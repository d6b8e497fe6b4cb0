//! Per-call context.
//!
//! A [`Context`] is built from the inbound frame right before dispatch and
//! handed to the handler by value. It carries the request ids and the raw
//! header+context bytes that every response must echo.
//!
//! # Example
//!
//! ```ignore
//! registry.add_function("whoami", |_: (), ctx: Context| async move {
//!     ctx.set_user_data("seen", true);
//!     Ok(json!({ "admin": ctx.admin_id(), "app": ctx.app_id() }))
//! });
//! ```

use std::sync::Arc;

use bytes::Bytes;
use parking_lot::Mutex;
use serde_json::{Map, Value};

use crate::protocol::{build_frames, flags, Frame};

/// Context passed to handlers.
///
/// Cheap to clone; clones share the same user data. A context never outlives
/// the frame it was built from.
#[derive(Debug, Clone)]
pub struct Context {
    app_id: u32,
    service_id: u32,
    request_id: u32,
    admin_id: u32,
    flag: u8,
    version: u8,
    header_and_context: Bytes,
    user_data: Arc<Mutex<Map<String, Value>>>,
}

impl Context {
    /// Build the context for an inbound request frame.
    pub fn from_frame(frame: &Frame) -> Self {
        Self {
            app_id: frame.header.app_id,
            service_id: frame.header.service_id,
            request_id: frame.header.request_id,
            admin_id: frame.header.admin_id,
            flag: frame.flag,
            version: frame.version,
            header_and_context: frame.header_and_context(),
            user_data: Arc::new(Mutex::new(Map::new())),
        }
    }

    /// Application id of the caller.
    #[inline]
    pub fn app_id(&self) -> u32 {
        self.app_id
    }

    /// Service id the request was addressed to.
    #[inline]
    pub fn service_id(&self) -> u32 {
        self.service_id
    }

    /// Request id, echoed in the response header.
    #[inline]
    pub fn request_id(&self) -> u32 {
        self.request_id
    }

    /// Administrator on whose behalf the call was made.
    #[inline]
    pub fn admin_id(&self) -> u32 {
        self.admin_id
    }

    /// Flags of the request frame.
    #[inline]
    pub fn flag(&self) -> u8 {
        self.flag
    }

    /// Check if the call was issued by the directory itself.
    #[inline]
    pub fn is_sys_msg(&self) -> bool {
        flags::has_flag(self.flag, flags::SYS_MSG)
    }

    /// Check if the call was forwarded from a browser.
    #[inline]
    pub fn is_transport(&self) -> bool {
        flags::has_flag(self.flag, flags::TRANSPORT)
    }

    /// Raw header and context of the request.
    #[inline]
    pub fn header_and_context(&self) -> &Bytes {
        &self.header_and_context
    }

    /// Read a user data entry.
    pub fn user_data(&self, key: &str) -> Option<Value> {
        self.user_data.lock().get(key).cloned()
    }

    /// Store a user data entry.
    pub fn set_user_data(&self, key: impl Into<String>, value: impl Into<Value>) {
        self.user_data.lock().insert(key.into(), value.into());
    }

    /// Frames carrying `body` back to the caller.
    ///
    /// The request flag gains `RESULT_MODE`, the version and the raw
    /// header+context are reused as received.
    pub fn response_frames(&self, body: &[u8]) -> Vec<Bytes> {
        build_frames(
            self.flag | flags::RESULT_MODE,
            self.version,
            &self.header_and_context,
            body,
        )
    }
}
//! Public entry point: build a service, register endpoints, connect.
//!
//! # Example
//!
//! ```ignore
//! use servicereg_client::Service;
//!
//! #[tokio::main]
//! async fn main() {
//!     let service = Service::builder("demo", "test", "123456")
//!         .web_function("hello", |(name,): (String,), _ctx| async move {
//!             Ok(format!("hello {}", name))
//!         })
//!         .build();
//!
//!     // Returns only when registration fails for good.
//!     let _ = service.connect_to_production().await;
//! }
//! ```

use std::future::Future;
use std::sync::atomic::{AtomicBool, Ordering};
use std::sync::Arc;
use std::time::Duration;

use serde::de::DeserializeOwned;
use serde::Serialize;
use serde_json::Value;

use crate::config::{Environment, ServiceConfig};
use crate::connection::{Connection, ConnectionSettings};
use crate::dispatcher::{Dispatcher, ResultSink};
use crate::error::{Result, ServiceError};
use crate::handler::{Context, Endpoint, HandlerRegistry};
use crate::handshake::{Handshake, IpLookup};
use crate::state::{ConnectionState, Phase};
use crate::transport::{Connector, TcpConnector, Target};

/// Prefix reserved for built-in calls.
const SYSTEM_PREFIX: &str = "sys_";

/// Builder for a [`Service`].
pub struct ServiceBuilder {
    config: ServiceConfig,
    registry: HandlerRegistry,
    result_sink: Option<Arc<dyn ResultSink>>,
    connector: Option<Arc<dyn Connector>>,
}

impl ServiceBuilder {
    /// Start from an identity and default settings.
    pub fn new(app: impl Into<String>, service: impl Into<String>, key: impl Into<String>) -> Self {
        Self::from_config(ServiceConfig::new(app, service, key))
    }

    /// Start from a full configuration.
    pub fn from_config(config: ServiceConfig) -> Self {
        Self {
            config,
            registry: HandlerRegistry::new(),
            result_sink: None,
            connector: None,
        }
    }

    /// Set the declared client version.
    ///
    /// Default: "1.0"
    pub fn version(mut self, version: impl Into<String>) -> Self {
        self.config.version = version.into();
        self
    }

    /// Select the directory deployment used by [`Service::run`].
    pub fn environment(mut self, environment: Environment) -> Self {
        self.config.environment = environment;
        self
    }

    /// Override the directory host.
    pub fn host(mut self, host: impl Into<String>) -> Self {
        self.config.host = Some(host.into());
        self
    }

    /// Override the directory port.
    pub fn port(mut self, port: u16) -> Self {
        self.config.port = Some(port);
        self
    }

    /// Override TLS on or off.
    pub fn tls(mut self, tls: bool) -> Self {
        self.config.tls = Some(tls);
        self
    }

    /// Set the connect timeout.
    ///
    /// Default: 1 second
    pub fn connect_timeout(mut self, timeout: Duration) -> Self {
        self.config.connect_timeout = timeout;
        self
    }

    /// Set the pause before reconnecting.
    ///
    /// Default: 1 second
    pub fn reconnect_delay(mut self, delay: Duration) -> Self {
        self.config.reconnect_delay = delay;
        self
    }

    /// Set the largest accepted inbound frame.
    ///
    /// Default: 0x21000
    pub fn max_frame_length(mut self, length: u32) -> Self {
        self.config.max_frame_length = length;
        self
    }

    /// Set the maximum number of concurrently running request frames.
    ///
    /// When this limit is reached, new requests are dropped with a warning.
    /// Default: 256
    pub fn max_concurrent_handlers(mut self, limit: usize) -> Self {
        self.config.max_concurrent_handlers = limit;
        self
    }

    /// Set the maximum pending responses for backpressure.
    ///
    /// Default: 1024
    pub fn max_pending_messages(mut self, limit: usize) -> Self {
        self.config.writer.max_pending_messages = limit;
        self
    }

    /// Set the writer channel capacity.
    ///
    /// Default: 1024
    pub fn channel_capacity(mut self, capacity: usize) -> Self {
        self.config.writer.channel_capacity = capacity;
        self
    }

    /// Set the backpressure timeout.
    ///
    /// Default: 5 seconds
    pub fn backpressure_timeout(mut self, timeout: Duration) -> Self {
        self.config.writer.backpressure_timeout = timeout;
        self
    }

    /// Set the base URL of the public address lookup.
    pub fn ip_lookup_url(mut self, url: impl Into<String>) -> Self {
        self.config.ip_lookup_url = url.into();
        self
    }

    /// Register an endpoint under `name`.
    ///
    /// Names starting with `sys_` are reserved and ignored.
    pub fn endpoint(mut self, name: &str, endpoint: Endpoint) -> Self {
        if name.to_lowercase().starts_with(SYSTEM_PREFIX) {
            tracing::warn!(endpoint = %name, "Names starting with `sys_` are reserved, ignored");
            return self;
        }
        self.registry.add(name, endpoint);
        self
    }

    /// Register a typed closure under `name`.
    ///
    /// Only names under the service's own prefix are callable from the web;
    /// see [`web_function`](Self::web_function).
    pub fn function<F, T, R, Fut>(self, name: &str, handler: F) -> Self
    where
        F: Fn(T, Context) -> Fut + Send + Sync + 'static,
        T: DeserializeOwned + Send + 'static,
        R: Serialize + Send + 'static,
        Fut: Future<Output = Result<R>> + Send + 'static,
    {
        self.endpoint(name, Endpoint::function(handler))
    }

    /// Register a typed closure as `{service}_{name}`.
    pub fn web_function<F, T, R, Fut>(self, name: &str, handler: F) -> Self
    where
        F: Fn(T, Context) -> Fut + Send + Sync + 'static,
        T: DeserializeOwned + Send + 'static,
        R: Serialize + Send + 'static,
        Fut: Future<Output = Result<R>> + Send + 'static,
    {
        let full = format!("{}_{}", self.config.service, name);
        self.endpoint(&full, Endpoint::function(handler))
    }

    /// Receive result frames for calls this side initiates.
    pub fn result_sink(mut self, sink: Arc<dyn ResultSink>) -> Self {
        self.result_sink = Some(sink);
        self
    }

    /// Replace the TCP/TLS connector.
    pub fn connector(mut self, connector: Arc<dyn Connector>) -> Self {
        self.connector = Some(connector);
        self
    }

    /// Finish building. No socket is opened until the service is run.
    pub fn build(self) -> Service {
        let state = Arc::new(ConnectionState::new());
        let registry = Arc::new(self.registry);
        let handshake = Arc::new(Handshake::new(
            self.config.credentials(),
            state.clone(),
            registry.clone(),
            IpLookup::new(self.config.ip_lookup_url.clone()),
        ));
        let dispatcher = Dispatcher::new(
            registry,
            handshake,
            state.clone(),
            self.config.max_concurrent_handlers,
            self.result_sink,
        );
        let connector = self
            .connector
            .unwrap_or_else(|| Arc::new(TcpConnector::new(self.config.connect_timeout)) as Arc<dyn Connector>);

        Service {
            config: self.config,
            state,
            dispatcher,
            connector,
            running: AtomicBool::new(false),
        }
    }
}

/// A registered service and its directory connection.
pub struct Service {
    config: ServiceConfig,
    state: Arc<ConnectionState>,
    dispatcher: Dispatcher,
    connector: Arc<dyn Connector>,
    running: AtomicBool,
}

/// Clears the running flag when a run ends.
struct RunGuard<'a>(&'a AtomicBool);

impl Drop for RunGuard<'_> {
    fn drop(&mut self) {
        self.0.store(false, Ordering::SeqCst);
    }
}

impl Service {
    /// Create a new service builder.
    pub fn builder(app: impl Into<String>, service: impl Into<String>, key: impl Into<String>) -> ServiceBuilder {
        ServiceBuilder::new(app, service, key)
    }

    /// Connect to the configured target and serve until registration fails.
    ///
    /// # Errors
    ///
    /// [`ServiceError::AlreadyRunning`] if another run is active,
    /// [`ServiceError::Fatal`] once reconnection is disabled.
    pub async fn run(&self) -> Result<()> {
        self.run_with(self.config.target()).await
    }

    /// Connect to a local directory over plain TCP.
    pub async fn connect_to_local_dev(&self, host: &str, port: u16) -> Result<()> {
        self.run_with(Target::new(host, port, false)).await
    }

    /// Connect to the development directory.
    pub async fn connect_to_dev(&self) -> Result<()> {
        self.run_with(Environment::Dev.target()).await
    }

    /// Connect to the production directory.
    pub async fn connect_to_production(&self) -> Result<()> {
        self.run_with(Environment::Production.target()).await
    }

    /// Connect to the Asia production directory.
    pub async fn connect_to_production_asia(&self) -> Result<()> {
        self.run_with(Environment::ProductionAsia.target()).await
    }

    /// Connect to the Europe production directory.
    pub async fn connect_to_production_europe(&self) -> Result<()> {
        self.run_with(Environment::ProductionEurope.target()).await
    }

    /// Serve against an explicit target.
    pub async fn run_with(&self, target: Target) -> Result<()> {
        if self.state.is_fatal() {
            tracing::error!("Service is in fatal state, restart required");
            return Err(ServiceError::Fatal);
        }
        if self.running.swap(true, Ordering::SeqCst) {
            return Err(ServiceError::AlreadyRunning);
        }
        let _guard = RunGuard(&self.running);

        tracing::info!(
            app = %self.config.app,
            service = %self.config.service,
            "Connecting to {}",
            target
        );

        let settings = ConnectionSettings {
            reconnect_delay: self.config.reconnect_delay,
            max_frame_length: self.config.max_frame_length,
            writer: self.config.writer.clone(),
        };
        let connection = Connection::new(
            target,
            self.connector.clone(),
            self.dispatcher.clone(),
            self.state.clone(),
            settings,
        );
        connection.run().await
    }

    /// Configuration in use.
    pub fn config(&self) -> &ServiceConfig {
        &self.config
    }

    /// Every name the directory may call.
    pub fn names(&self) -> Vec<String> {
        self.dispatcher.function_names()
    }

    /// Check whether the current socket completed registration.
    pub fn is_trusted(&self) -> bool {
        self.state.is_trusted()
    }

    /// Check whether reconnection is disabled.
    pub fn is_fatal(&self) -> bool {
        self.state.is_fatal()
    }

    /// Current connection phase.
    pub fn phase(&self) -> Phase {
        self.state.phase()
    }

    /// Service data received with the registration confirmation.
    pub fn service_data(&self) -> Option<Value> {
        self.state.service_data()
    }
}
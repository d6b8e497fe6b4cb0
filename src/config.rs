//! Service configuration and directory environments.
//!
//! [`ServiceConfig`] is plain serde data so it can be loaded from whatever
//! format the embedding application uses. Durations are written as whole
//! milliseconds.
//!
//! # Example
//!
//! ```
//! use servicereg_client::config::{Environment, ServiceConfig};
//!
//! let config: ServiceConfig = serde_json::from_str(
//!     r#"{"app": "demo", "service": "test", "key": "123456", "environment": "production"}"#,
//! )
//! .unwrap();
//!
//! assert_eq!(config.version, "1.0");
//! assert_eq!(config.target().to_string(), "service-prod.xdapp.com:8900");
//! assert_eq!(config.environment, Environment::Production);
//! ```

use std::time::Duration;

use serde::{Deserialize, Serialize};

use crate::dispatcher::DEFAULT_MAX_CONCURRENT_HANDLERS;
use crate::handshake::{Credentials, DEFAULT_IP_LOOKUP_URL};
use crate::protocol::DEFAULT_MAX_FRAME_LENGTH;
use crate::transport::{Target, DEFAULT_CONNECT_TIMEOUT};
use crate::writer::WriterConfig;

/// Default declared client version.
pub const DEFAULT_VERSION: &str = "1.0";

/// Default pause between a lost socket and the next connect attempt.
pub const DEFAULT_RECONNECT_DELAY: Duration = Duration::from_secs(1);

/// Directory deployment to connect to.
#[derive(Debug, Clone, Copy, PartialEq, Eq, Default, Serialize, Deserialize)]
#[serde(rename_all = "snake_case")]
pub enum Environment {
    /// Local directory on `127.0.0.1:8061`, plain TCP.
    #[default]
    LocalDev,
    /// Development directory.
    Dev,
    /// Production, default region.
    Production,
    /// Production, Asia region.
    ProductionAsia,
    /// Production, Europe region.
    ProductionEurope,
}

impl Environment {
    /// Socket target of this environment.
    pub fn target(self) -> Target {
        match self {
            Environment::LocalDev => Target::new("127.0.0.1", 8061, false),
            Environment::Dev => Target::new("service-dev.xdapp.com", 8100, true),
            Environment::Production => Target::new("service-prod.xdapp.com", 8900, true),
            Environment::ProductionAsia => Target::new("service-asia.xdapp.com", 8900, true),
            Environment::ProductionEurope => Target::new("service-eu.xdapp.com", 8900, true),
        }
    }
}

/// Everything needed to run one service.
#[derive(Debug, Clone, PartialEq, Eq, Serialize, Deserialize)]
#[serde(default)]
pub struct ServiceConfig {
    /// Application name.
    pub app: String,
    /// Service name; also the web-callable prefix.
    pub service: String,
    /// Pre-shared registration key.
    pub key: String,
    /// Declared client version.
    pub version: String,
    /// Directory deployment.
    pub environment: Environment,
    /// Overrides the environment's host.
    pub host: Option<String>,
    /// Overrides the environment's port.
    pub port: Option<u16>,
    /// Overrides the environment's TLS setting.
    pub tls: Option<bool>,
    /// Socket connect timeout.
    #[serde(with = "duration_millis")]
    pub connect_timeout: Duration,
    /// Pause before reconnecting.
    #[serde(with = "duration_millis")]
    pub reconnect_delay: Duration,
    /// Largest accepted inbound frame.
    pub max_frame_length: u32,
    /// Cap on concurrently running request frames.
    pub max_concurrent_handlers: usize,
    /// Outbound queue settings.
    pub writer: WriterConfig,
    /// Base URL of the public address lookup.
    pub ip_lookup_url: String,
}

impl ServiceConfig {
    /// Configuration with defaults for everything but the identity.
    pub fn new(app: impl Into<String>, service: impl Into<String>, key: impl Into<String>) -> Self {
        Self {
            app: app.into(),
            service: service.into(),
            key: key.into(),
            ..Self::default()
        }
    }

    /// Target after applying the host, port and TLS overrides.
    pub fn target(&self) -> Target {
        let base = self.environment.target();
        Target::new(
            self.host.clone().unwrap_or(base.host),
            self.port.unwrap_or(base.port),
            self.tls.unwrap_or(base.tls),
        )
    }

    /// Identity presented during registration.
    pub fn credentials(&self) -> Credentials {
        Credentials {
            app: self.app.clone(),
            service: self.service.clone(),
            key: self.key.clone(),
            version: self.version.clone(),
        }
    }
}

impl Default for ServiceConfig {
    fn default() -> Self {
        Self {
            app: String::new(),
            service: String::new(),
            key: String::new(),
            version: DEFAULT_VERSION.to_string(),
            environment: Environment::default(),
            host: None,
            port: None,
            tls: None,
            connect_timeout: DEFAULT_CONNECT_TIMEOUT,
            reconnect_delay: DEFAULT_RECONNECT_DELAY,
            max_frame_length: DEFAULT_MAX_FRAME_LENGTH,
            max_concurrent_handlers: DEFAULT_MAX_CONCURRENT_HANDLERS,
            writer: WriterConfig::default(),
            ip_lookup_url: DEFAULT_IP_LOOKUP_URL.to_string(),
        }
    }
}

/// Serde adapter storing a `Duration` as integer milliseconds.
pub mod duration_millis {
    use std::time::Duration;

    use serde::{Deserialize, Deserializer, Serializer};

    pub fn serialize<S: Serializer>(value: &Duration, serializer: S) -> Result<S::Ok, S::Error> {
        serializer.serialize_u64(value.as_millis() as u64)
    }

    pub fn deserialize<'de, D: Deserializer<'de>>(deserializer: D) -> Result<Duration, D::Error> {
        u64::deserialize(deserializer).map(Duration::from_millis)
    }
}

#[cfg(test)]
mod tests {
    use super::*;
    use serde_json::json;

    #[test]
    fn test_environment_targets() {
        assert_eq!(Environment::LocalDev.target(), Target::new("127.0.0.1", 8061, false));
        assert_eq!(Environment::Dev.target().to_string(), "service-dev.xdapp.com:8100");
        assert!(Environment::Dev.target().tls);
        assert_eq!(Environment::ProductionAsia.target().host, "service-asia.xdapp.com");
        assert_eq!(Environment::ProductionEurope.target().host, "service-eu.xdapp.com");
    }

    #[test]
    fn test_defaults() {
        let config = ServiceConfig::new("demo", "test", "123456");
        assert_eq!(config.version, "1.0");
        assert_eq!(config.environment, Environment::LocalDev);
        assert_eq!(config.connect_timeout, Duration::from_secs(1));
        assert_eq!(config.reconnect_delay, Duration::from_secs(1));
        assert_eq!(config.max_frame_length, 0x21000);
        assert_eq!(config.max_concurrent_handlers, 256);
    }

    #[test]
    fn test_overrides_apply_to_target() {
        let mut config = ServiceConfig::new("demo", "test", "123456");
        config.environment = Environment::Production;
        config.port = Some(9000);
        config.tls = Some(false);

        assert_eq!(config.target(), Target::new("service-prod.xdapp.com", 9000, false));
    }

    #[test]
    fn test_partial_json_uses_defaults() {
        let config: ServiceConfig = serde_json::from_value(json!({
            "app": "demo",
            "service": "test",
            "key": "k",
            "environment": "production_europe",
            "reconnect_delay": 2500,
            "writer": { "channel_capacity": 8 }
        }))
        .unwrap();

        assert_eq!(config.environment, Environment::ProductionEurope);
        assert_eq!(config.reconnect_delay, Duration::from_millis(2500));
        assert_eq!(config.writer.channel_capacity, 8);
        assert_eq!(config.writer.max_pending_messages, 1024);
        assert_eq!(config.connect_timeout, Duration::from_secs(1));

        let back = serde_json::to_value(&config).unwrap();
        assert_eq!(back["reconnect_delay"], json!(2500));
    }

    #[test]
    fn test_credentials() {
        let config = ServiceConfig::new("demo", "test", "123456");
        let credentials = config.credentials();
        assert_eq!(credentials.app, "demo");
        assert_eq!(credentials.version, "1.0");
    }
}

┄┄┄┄┄┄

== What needs to be done ==
Each line from the top of the records above through the line containing "ids and the raw" needs to be transcribed exactly, and no line after it.

== Expected answer ==
repository d6b8e497fe6b4cb0
//! Per-call context.
//!
//! A [`Context`] is built from the inbound frame right before dispatch and
//! handed to the handler by value. It carries the request ids and the raw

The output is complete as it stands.